Au Japon, la croissance du PIB enregistre un recul historique de 7,8% au deuxième trimestre 2020 du fait de la crise sanitaire. Le pays a souffert des fortes baisses de la demande domestique, comme l’illustre le repli de la consommation (-8,2%), et de la demande extérieure, qui s’est traduit par l’effondrement des exportations de plus de 18%. Les données d’activité sur les mois de juin et juillet témoignent toutefois du rebond économique à l’œuvre alors que l’inflation reste atone. Sur le plan politique, le Premier ministre Shinzo Abe a démissionné pour raison de santé après sept ans et huit mois à son poste (un record de longévité).

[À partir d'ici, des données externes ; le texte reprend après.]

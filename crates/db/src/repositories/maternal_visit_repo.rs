//! Repository for maternal visits.

use sqlx::PgPool;

use crate::models::maternal_visit::MaternalVisitRow;

const COLUMNS: &str = "id, subject_identifier, visit_code, report_datetime, created";

/// Provides read access to maternal visits.
pub struct MaternalVisitRepo;

impl MaternalVisitRepo {
    /// All visits for a subject, most recently created first.
    pub async fn list_for_subject(
        pool: &PgPool,
        subject_identifier: &str,
    ) -> Result<Vec<MaternalVisitRow>, sqlx::Error> {
        tracing::debug!(subject_identifier, "Loading maternal visits");
        let sql = format!(
            "SELECT {COLUMNS} FROM flourish_caregiver_maternalvisit \
             WHERE subject_identifier = $1 \
             ORDER BY created DESC"
        );
        sqlx::query_as::<_, MaternalVisitRow>(&sql)
            .bind(subject_identifier)
            .fetch_all(pool)
            .await
    }
}
//! Per-form business-rule validators.
//!
//! Each submodule owns one form: its typed submission, its `FORM_NAME`, and a
//! `validate(form, ctx)` entry point. [`FormSubmission`] routes an untyped
//! JSON payload from the data-capture framework to the right validator.

pub mod antenatal_enrollment;
pub mod breastfeeding_questionnaire;
pub mod common;
pub mod maternal_delivery;
pub mod maternal_diagnoses;
pub mod obstetrical_history;
pub mod rapid_test_counseling;
pub mod screening_prior_participants;
pub mod social_work_referral;

use serde::{Deserialize, Serialize};

use crate::context::ValidationContext;
use crate::error::CoreError;
use crate::validation::Rejection;

pub use antenatal_enrollment::AntenatalEnrollment;
pub use breastfeeding_questionnaire::BreastfeedingQuestionnaire;
pub use maternal_delivery::MaternalDelivery;
pub use maternal_diagnoses::MaternalDiagnoses;
pub use obstetrical_history::ObstetricalHistory;
pub use rapid_test_counseling::RapidTestCounseling;
pub use screening_prior_participants::ScreeningPriorParticipants;
pub use social_work_referral::SocialWorkReferral;

/// A submission for any of the validated forms, tagged by form name.
#[derive(Debug, Clone, PartialEq, Eq, Serialize, Deserialize)]
#[serde(tag = "form", rename_all = "snake_case")]
pub enum FormSubmission {
    AntenatalEnrollment(AntenatalEnrollment),
    BreastfeedingQuestionnaire(BreastfeedingQuestionnaire),
    SocialWorkReferral(SocialWorkReferral),
    RapidTestCounseling(RapidTestCounseling),
    MaternalDelivery(MaternalDelivery),
    MaternalDiagnoses(MaternalDiagnoses),
    ObstetricalHistory(ObstetricalHistory),
    ScreeningPriorParticipants(ScreeningPriorParticipants),
}

impl FormSubmission {
    /// Parse a `{"form": "<form_name>", ...fields}` payload.
    pub fn from_json(payload: &str) -> Result<Self, CoreError> {
        Ok(serde_json::from_str(payload)?)
    }

    pub fn form_name(&self) -> &'static str {
        match self {
            Self::AntenatalEnrollment(_) => antenatal_enrollment::FORM_NAME,
            Self::BreastfeedingQuestionnaire(_) => breastfeeding_questionnaire::FORM_NAME,
            Self::SocialWorkReferral(_) => social_work_referral::FORM_NAME,
            Self::RapidTestCounseling(_) => rapid_test_counseling::FORM_NAME,
            Self::MaternalDelivery(_) => maternal_delivery::FORM_NAME,
            Self::MaternalDiagnoses(_) => maternal_diagnoses::FORM_NAME,
            Self::ObstetricalHistory(_) => obstetrical_history::FORM_NAME,
            Self::ScreeningPriorParticipants(_) => screening_prior_participants::FORM_NAME,
        }
    }

    /// The enrolled subject the submission belongs to, when the form has one.
    /// Screening happens before a subject identifier is issued.
    pub fn subject_identifier(&self) -> Option<&str> {
        let subject = match self {
            Self::AntenatalEnrollment(form) => Some(form.subject_identifier.as_str()),
            Self::BreastfeedingQuestionnaire(form) => form.subject_identifier.as_deref(),
            Self::SocialWorkReferral(form) => form.subject_identifier.as_deref(),
            Self::RapidTestCounseling(form) => Some(form.maternal_visit.subject_identifier.as_str()),
            Self::MaternalDelivery(form) => Some(form.subject_identifier.as_str()),
            Self::MaternalDiagnoses(form) => Some(form.maternal_visit.subject_identifier.as_str()),
            Self::ObstetricalHistory(form) => Some(form.maternal_visit.subject_identifier.as_str()),
            Self::ScreeningPriorParticipants(_) => None,
        };
        subject.filter(|s| !s.is_empty())
    }
}

/// Validate a submission with its form's validator.
pub fn validate_submission(
    submission: &FormSubmission,
    ctx: &ValidationContext<'_>,
) -> Result<(), Rejection> {
    match submission {
        FormSubmission::AntenatalEnrollment(form) => antenatal_enrollment::validate(form, ctx),
        FormSubmission::BreastfeedingQuestionnaire(form) => {
            breastfeeding_questionnaire::validate(form, ctx)
        }
        FormSubmission::SocialWorkReferral(form) => social_work_referral::validate(form, ctx),
        FormSubmission::RapidTestCounseling(form) => rapid_test_counseling::validate(form, ctx),
        FormSubmission::MaternalDelivery(form) => maternal_delivery::validate(form, ctx),
        FormSubmission::MaternalDiagnoses(form) => maternal_diagnoses::validate(form, ctx),
        FormSubmission::ObstetricalHistory(form) => obstetrical_history::validate(form, ctx),
        FormSubmission::ScreeningPriorParticipants(form) => {
            screening_prior_participants::validate(form, ctx)
        }
    }
}


#[cfg(test)]
mod tests {
    use super::*;
    use crate::constants::REFER_OTHER;
    use assert_matches::assert_matches;
    use test_support::Fixture;

    #[test]
    fn parses_tagged_payload() {
        let submission = FormSubmission::from_json(
            r#"{"form": "social_work_referral", "referral_reason": ["refer_other"]}"#,
        )
        .unwrap();
        assert_eq!(submission.form_name(), "social_work_referral");
        assert_eq!(submission.subject_identifier(), None);
        assert_matches!(
            submission,
            FormSubmission::SocialWorkReferral(ref form) if form.referral_reason == vec![REFER_OTHER]
        );
    }

    #[test]
    fn unknown_form_is_a_parse_error() {
        let result = FormSubmission::from_json(r#"{"form": "infant_birth"}"#);
        assert_matches!(result, Err(CoreError::Parse(_)));
    }

    #[test]
    fn dispatches_to_form_validator() {
        let fixture = Fixture::empty();
        let submission = FormSubmission::from_json(
            r#"{"form": "social_work_referral", "referral_reason": ["refer_other"]}"#,
        )
        .unwrap();
        let err = validate_submission(&submission, &fixture.ctx()).unwrap_err();
        assert!(err.has_field("reason_other"));
    }
}
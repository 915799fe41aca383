//! Repository for ultrasound CRFs.

use sqlx::PgPool;

use crate::models::crf::UltrasoundRow;

/// Provides read access to ultrasound CRFs.
pub struct UltrasoundRepo;

impl UltrasoundRepo {
    /// Every ultrasound captured for a subject, with the visit it belongs to.
    pub async fn list_for_subject(
        pool: &PgPool,
        subject_identifier: &str,
    ) -> Result<Vec<UltrasoundRow>, sqlx::Error> {
        tracing::debug!(subject_identifier, "Loading ultrasounds");
        sqlx::query_as::<_, UltrasoundRow>(
            "SELECT mv.subject_identifier, mv.visit_code, u.ga_confirmed \
             FROM flourish_caregiver_ultrasound u \
             JOIN flourish_caregiver_maternalvisit mv ON mv.id = u.maternal_visit_id \
             WHERE mv.subject_identifier = $1 \
             ORDER BY mv.report_datetime",
        )
        .bind(subject_identifier)
        .fetch_all(pool)
        .await
    }
}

En Chine, la demande domestique reste affectée par la crise. En effet, si la production industrielle chinoise se redresse en juillet (+4,8% en glissement annuel) et que la croissance des crédits des institutions financières à l’économie reste vigoureuse (13%), les ventes au détail se maintiennent en recul (-1,1%). Ce constat est aussi visible au regard du commerce international où le large rebond des exportations contraste avec un niveau d’importation toujours bien en-deçà des normes d’avant-crise.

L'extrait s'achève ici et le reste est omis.